Оставляю в стороне эти исключительные случаи или чудеса мастерства, о которых я все же счел необходимым упомянуть. Мне в самом деле кажется, что большинство произведений, обычно относимых к фантастическим, соответствуют классификации, которую я попытался установить. Если бы мне пришлось заняться антологией фантастического искусства, уже имея такой опыт в области литературы, хотелось бы руководствоваться другими критериями, последовательно прояснившимися в процессе этого исследования, без сомнения полного симпатии к предмету, но не слепого восхищения перед ним. Я бы постарался не доверяться ни случайностям хронологии, ни алогизму истории, ни — тем более — обманчивым и непостоянным предубеждениям моей собственной любознательности. Однако же я сообразовался с ними в этом предварительном экскурсе, который представляет собой не что иное, как только рекогносцировку местности.

 

II. Обращение к эмблеме

Предыдущие размышления, думается, позволяют поближе рассмотреть, какими путями фантастическое проникает в искусство. Я не утверждаю, что это происходит обязательно вопреки воле автора, хотя такой случай и возможен; но я убежден: сообщение, которое художник пытается передать зрителю, должно по крайней мере в одном аспекте обезоруживать его самого не меньше, чем зрителя. Вдобавок надо учитывать тот факт, что художник может ошибаться, и тогда тайна возникает там, куда он не собирался ее привносить, и напротив, фантастическое, введенное по его замыслу в композицию, оказывается совершенно неэффективным — своего рода фигурой стиля, риторической формулой, давно потерявшей силу.

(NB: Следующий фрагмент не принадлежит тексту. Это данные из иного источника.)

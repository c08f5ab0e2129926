use std::path::Path;

/// Trait for reporting scan progress.
///
/// The binary implements it with an indicatif spinner. All methods have
/// default no-op implementations.
pub trait ProgressReporter {
    fn on_scan_start(&self) {}
    fn on_dir_entered(&self, _dirs_visited: usize, _files_checked: usize, _current_dir: &Path) {}
    fn on_scan_complete(&self, _files_checked: usize, _unterminated: usize, _duration_secs: f64) {}
}

/// No-op progress reporter for silent operation.
pub struct SilentReporter;

impl ProgressReporter for SilentReporter {}
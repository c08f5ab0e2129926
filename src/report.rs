use std::io::{self, Write};
use std::path::{Path, PathBuf};

use crate::engine::ScanResult;
use crate::scanner::CheckFailure;

pub const EXIT_CLEAN: i32 = 0;
pub const EXIT_UNTERMINATED: i32 = 1;
/// Bad flags, config or ignore patterns; nothing was scanned.
pub const EXIT_CONFIG_ERROR: i32 = 2;

/// Write `path` exactly as the filesystem spells it, so names that are
/// not valid UTF-8 survive a round trip through `xargs` and friends.
#[cfg(unix)]
fn write_path<W: Write>(out: &mut W, path: &Path) -> io::Result<()> {
    use std::os::unix::ffi::OsStrExt;
    out.write_all(path.as_os_str().as_bytes())
}

#[cfg(not(unix))]
fn write_path<W: Write>(out: &mut W, path: &Path) -> io::Result<()> {
    write!(out, "{}", path.display())
}

pub fn write_listing<W: Write>(out: &mut W, paths: &[PathBuf]) -> io::Result<()> {
    for path in paths {
        write_path(out, path)?;
        out.write_all(b"\n")?;
    }
    out.flush()
}

pub fn write_diagnostics<W: Write>(err: &mut W, failures: &[CheckFailure]) -> io::Result<()> {
    for failure in failures {
        err.write_all(b"error determining termination for file '")?;
        write_path(err, &failure.path)?;
        writeln!(err, "': {}", failure.error)?;
    }
    err.flush()
}

pub fn exit_code(result: &ScanResult) -> i32 {
    if result.is_clean() {
        EXIT_CLEAN
    } else {
        EXIT_UNTERMINATED
    }
}

/// Print diagnostics and, unless `quiet`, the listing. Returns the exit
/// code for the process.
pub fn report<O: Write, E: Write>(
    result: &ScanResult,
    quiet: bool,
    out: &mut O,
    err: &mut E,
) -> io::Result<i32> {
    write_diagnostics(err, &result.failures)?;
    if !quiet {
        write_listing(out, &result.unterminated)?;
    }
    Ok(exit_code(result))
}
//! Gold Ledger
//!
//! Serializes concurrent balance mutations against one shared counter and
//! keeps an asynchronous audit trail of every applied mutation.
//!
//! # Architecture
//!
//! ```text
//! Producers ──▶ mutation queue ──▶ Serializer ──▶ BalanceStore
//!                 (bounded)            │
//!                                      ▼
//!                               telemetry queue ──▶ AuditWriter ──▶ AuditStore
//!                                 (bounded)
//! ```
//!
//! - **Single Writer**: one serializer task owns the only consumer of the
//!   mutation queue, so deltas are applied one at a time in arrival order
//! - **Decoupled Audit**: audit persistence never blocks or fails a balance
//!   update beyond the telemetry queue's capacity
//! - **Backpressure**: producers wait while the mutation queue is full
//!
//! # Invariants
//!
//! - Conservation: final balance = initial balance + Σ(applied deltas)
//! - Exactly once: every applied delta yields one audit event
//! - Ordering: `resulting_balance[i] == resulting_balance[i - 1] + delta[i]`
//!   across the audit trail
//!
//! # Known limitation
//!
//! A delta whose balance transaction fails is dropped (no retry, no
//! dead-letter), and so is an audit event whose append fails. Both are logged
//! and counted in [`metrics`].

#![forbid(unsafe_code)]
#![warn(missing_docs, rust_2018_idioms, unused_qualifications)]

pub mod audit_writer;
pub mod config;
pub mod error;
pub mod ledger;
pub mod metrics;
pub mod observer;
pub mod producer;
pub mod queue;
pub mod serializer;
pub mod signal;
pub mod storage;
pub mod store;
pub mod types;

// Re-exports
pub use config::{Config, DemoConfig, LogFormat, QueueConfig, RocksDBConfig};
pub use error::{Error, Result};
pub use ledger::GoldLedger;
pub use observer::{NoopObserver, OperationObserver, TracingObserver};
pub use producer::GoldProducer;
pub use storage::Storage;
pub use store::{AuditStore, BalanceStore, MemoryStore};
pub use types::{AuditEvent, AuditRecord, Balance, Delta, OperationNotice, WorkerState};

В 1499 году в Венеции Альдом Мануцием издан аллегорический роман, действие которого происходит во сне: «Гипнэротомахия». Роман, больше известный под названием «Сон Полифила», приписывают Франческо Колонне. Оригинальное издание включает ряд гравюр на дереве символического характера. Парижское издание 1546 году предлагает другую сюиту гравюр, где аллегорическая эмфаза выражена еще сильнее. Так, гравюра вроде «Руин Полиандриона» уже может рассматриваться как воплощение фантастического в самом точном смысле слова, поскольку появление тайны здесь связано только с принятым стилем, а не с вмешательством драконов или каких-то сказочных животных. В1505 году, опять-таки у Альда, выходит «Иероглифика» — книга, приписываемая Гораполлону, часто затем переиздававшаяся и переведенная на другие языки. В подзаголовке французского перевода (Париж, 1543) уточняется, что книга говорит «о значении иероглифических письмен египтян, то есть о фигурах, посредством коих они записывали свои сокровенные тайны, а также священные и божественные вещи». К тому времени слово «эмблема» изменяет смысл. У Монтеня и у Гийома Бюде оно еще обозначает элемент инкрустации. Можно допустить, что новое значение утвердилось благодаря успеху «Emblemata» Альчато (изначально эти эмблемы представляли собой простые гравюры на дереве, выполненные Йоргом Бреем для издателя Штейнера, заказавшего иллюстрации к сборнику античных эпиграмм). Парижский издатель Кристиан Вехель в 153б году печатает подборку, насчитывающую сперва 115 иллюстраций, а позднее, в 1588 году, — уже 213. Рисунки не просто послушно следуют тексту, дотошно, с наивным буквализмом переводя его на язык изображения, — ясно, что они понемногу одерживают верх над текстом, и настолько, что античные эпиграммы чаще всего заменяются «гербами» животных, растений, страстей и добродетелей, более подходящими для создания символических композиций.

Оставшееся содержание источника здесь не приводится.